ASSIGNMENT: From the entries, filter out every line that lacks "stage" and copy the rest.

SOURCE RECORDS:
-- Opening Marker --

//! Configuration types for figure extraction.
//!
//! All run behaviour is controlled through [`ExtractionConfig`], built via
//! its [`ExtractionConfigBuilder`]. Keeping every knob in one struct makes it
//! trivial to share configs across worker threads, serialise the tunables for
//! a run report, and diff two runs to understand why their outputs differ.
//!
//! The detector and classifier constants are empirical. They live in
//! [`CandidateParams`], [`ClassifierThresholds`] and [`EstimatorCosts`] as
//! named fields so callers can override them instead of patching code.

use crate::error::FigexError;
use crate::progress::ProgressCallback;
use serde::{Deserialize, Serialize};
use std::fmt;
use std::path::PathBuf;

/// Configuration for a figure-extraction run.
///
/// Built via [`ExtractionConfig::builder()`] or using
/// [`ExtractionConfig::default()`].
///
/// # Example
/// ```rust
/// use edgequake_figex::{ExecutionMode, ExtractionConfig};
///
/// let config = ExtractionConfig::builder()
///     .output_root("out")
///     .use_vision(true)
///     .execution(ExecutionMode::Serial)
///     .build()
///     .unwrap();
/// assert!(config.use_vision);
/// ```
#[derive(Clone)]
pub struct ExtractionConfig {
    /// Root folder; each document gets `<output_root>/<basename>/`. Default: `figures`.
    pub output_root: PathBuf,

    /// Vision-assisted mode: render pages and detect figures on them. Default: false.
    ///
    /// Without it, documents are only unpacked (embedded images, container
    /// members) and nothing is classified.
    pub use_vision: bool,

    /// Confirm ambiguous regions with OCR. Requires `use_vision`. Default: false.
    pub use_ocr: bool,

    /// Parallel or strictly serial job execution. Default: [`ExecutionMode::Parallel`].
    pub execution: ExecutionMode,

    /// Concurrency cap for render / extraction jobs. Default: `max(2, cores)`.
    pub acquire_concurrency: usize,

    /// Concurrency cap for per-image classification jobs. Default: `max(2, cores)`.
    pub classify_concurrency: usize,

    /// Rendering resolution passed to the page rasteriser. Range: 72–600. Default: 200.
    pub render_dpi: u32,

    /// Tesseract language code. Default: `eng`.
    pub ocr_language: String,

    /// DJVU background layers at or below this size are treated as empty. Default: 200.
    pub min_layer_bytes: u64,

    /// Rendered pages / converted documents at or below this size are discarded. Default: 1000.
    pub min_render_bytes: u64,

    /// Region-proposal constants.
    pub candidates: CandidateParams,

    /// Figure/text decision constants.
    pub thresholds: ClassifierThresholds,

    /// Work-estimate constants for the progress total.
    pub costs: EstimatorCosts,

    /// Optional document-level progress events.
    pub progress_callback: Option<ProgressCallback>,
}

impl Default for ExtractionConfig {
    fn default() -> Self {
        Self {
            output_root: PathBuf::from("figures"),
            use_vision: false,
            use_ocr: false,
            execution: ExecutionMode::default(),
            acquire_concurrency: default_concurrency(),
            classify_concurrency: default_concurrency(),
            render_dpi: 200,
            ocr_language: "eng".to_string(),
            min_layer_bytes: 200,
            min_render_bytes: 1000,
            candidates: CandidateParams::default(),
            thresholds: ClassifierThresholds::default(),
            costs: EstimatorCosts::default(),
            progress_callback: None,
        }
    }
}

impl fmt::Debug for ExtractionConfig {
    fn fmt(&self, f: &mut fmt::Formatter<'_>) -> fmt::Result {
        f.debug_struct("ExtractionConfig")
            .field("output_root", &self.output_root)
            .field("use_vision", &self.use_vision)
            .field("use_ocr", &self.use_ocr)
            .field("execution", &self.execution)
            .field("acquire_concurrency", &self.acquire_concurrency)
            .field("classify_concurrency", &self.classify_concurrency)
            .field("render_dpi", &self.render_dpi)
            .field("ocr_language", &self.ocr_language)
            .field("min_layer_bytes", &self.min_layer_bytes)
            .field("min_render_bytes", &self.min_render_bytes)
            .field("candidates", &self.candidates)
            .field("thresholds", &self.thresholds)
            .field("costs", &self.costs)
            .field(
                "progress_callback",
                &self.progress_callback.as_ref().map(|_| "<dyn ExtractionProgressCallback>"),
            )
            .finish()
    }
}

impl ExtractionConfig {
    /// Create a new builder for `ExtractionConfig`.
    pub fn builder() -> ExtractionConfigBuilder {
        ExtractionConfigBuilder {
            config: Self::default(),
        }
    }

    /// Concurrency cap for the acquisition stage under the configured mode.
    pub fn acquire_cap(&self) -> usize {
        match self.execution {
            ExecutionMode::Parallel => self.acquire_concurrency,
            ExecutionMode::Serial => 1,
        }
    }

    /// Concurrency cap for the classification stage under the configured mode.
    pub fn classify_cap(&self) -> usize {
        match self.execution {
            ExecutionMode::Parallel => self.classify_concurrency,
            ExecutionMode::Serial => 1,
        }
    }
}

/// `max(2, available hardware parallelism)`.
pub fn default_concurrency() -> usize {
    std::thread::available_parallelism()
        .map(|n| n.get())
        .unwrap_or(1)
        .max(2)
}

/// Builder for [`ExtractionConfig`].
#[derive(Debug)]
pub struct ExtractionConfigBuilder {
    config: ExtractionConfig,
}

impl ExtractionConfigBuilder {
    pub fn output_root(mut self, root: impl Into<PathBuf>) -> Self {
        self.config.output_root = root.into();
        self
    }

    pub fn use_vision(mut self, v: bool) -> Self {
        self.config.use_vision = v;
        self
    }

    pub fn use_ocr(mut self, v: bool) -> Self {
        self.config.use_ocr = v;
        self
    }

    pub fn execution(mut self, mode: ExecutionMode) -> Self {
        self.config.execution = mode;
        self
    }

    pub fn acquire_concurrency(mut self, n: usize) -> Self {
        self.config.acquire_concurrency = n.max(1);
        self
    }

    pub fn classify_concurrency(mut self, n: usize) -> Self {
        self.config.classify_concurrency = n.max(1);
        self
    }

    pub fn render_dpi(mut self, dpi: u32) -> Self {
        self.config.render_dpi = dpi.clamp(72, 600);
        self
    }

    pub fn ocr_language(mut self, lang: impl Into<String>) -> Self {
        self.config.ocr_language = lang.into();
        self
    }

    pub fn min_layer_bytes(mut self, bytes: u64) -> Self {
        self.config.min_layer_bytes = bytes;
        self
    }

    pub fn min_render_bytes(mut self, bytes: u64) -> Self {
        self.config.min_render_bytes = bytes;
        self
    }

    pub fn candidates(mut self, params: CandidateParams) -> Self {
        self.config.candidates = params;
        self
    }

    pub fn thresholds(mut self, thresholds: ClassifierThresholds) -> Self {
        self.config.thresholds = thresholds;
        self
    }

    pub fn costs(mut self, costs: EstimatorCosts) -> Self {
        self.config.costs = costs;
        self
    }

    pub fn progress_callback(mut self, cb: ProgressCallback) -> Self {
        self.config.progress_callback = Some(cb);
        self
    }

    /// Build the configuration, validating constraints.
    pub fn build(self) -> Result<ExtractionConfig, FigexError> {
        let c = &self.config;
        if c.output_root.as_os_str().is_empty() {
            return Err(FigexError::InvalidConfig(
                "Output root must not be empty".into(),
            ));
        }
        if c.use_ocr && !c.use_vision {
            return Err(FigexError::InvalidConfig(
                "OCR confirmation requires vision-assisted mode".into(),
            ));
        }
        if c.acquire_concurrency == 0 || c.classify_concurrency == 0 {
            return Err(FigexError::InvalidConfig(
                "Concurrency must be ≥ 1".into(),
            ));
        }
        let p = &c.candidates;
        if !(0.0..=1.0).contains(&p.min_area_fraction)
            || !(0.0..=1.0).contains(&p.max_area_fraction)
            || p.min_area_fraction > p.max_area_fraction
        {
            return Err(FigexError::InvalidConfig(format!(
                "Candidate area fractions must satisfy 0 ≤ min ≤ max ≤ 1, got {}..{}",
                p.min_area_fraction, p.max_area_fraction
            )));
        }
        let t = &c.thresholds;
        if !(t.sparse_text < t.pure_text && t.pure_text <= t.dense_text) {
            return Err(FigexError::InvalidConfig(format!(
                "Density thresholds must satisfy sparse < pure ≤ dense, got {} / {} / {}",
                t.sparse_text, t.pure_text, t.dense_text
            )));
        }
        Ok(self.config)
    }
}

// ── Enums ────────────────────────────────────────────────────────────────

/// How the task pool schedules jobs.
///
/// Both modes produce the same set of output files; serial exists as a
/// safety valve for environments where many concurrent tool processes are
/// unstable.
#[derive(Debug, Clone, Copy, PartialEq, Eq, Default, Serialize, Deserialize)]
pub enum ExecutionMode {
    /// Up to the configured cap of jobs in flight per stage. (default)
    #[default]
    Parallel,
    /// One job at a time, in submission order.
    Serial,
}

-- Closing Marker --

FINISHED EXERCISE:
    /// Concurrency cap for the acquisition stage under the configured mode.
    /// Concurrency cap for the classification stage under the configured mode.
    /// Up to the configured cap of jobs in flight per stage. (default)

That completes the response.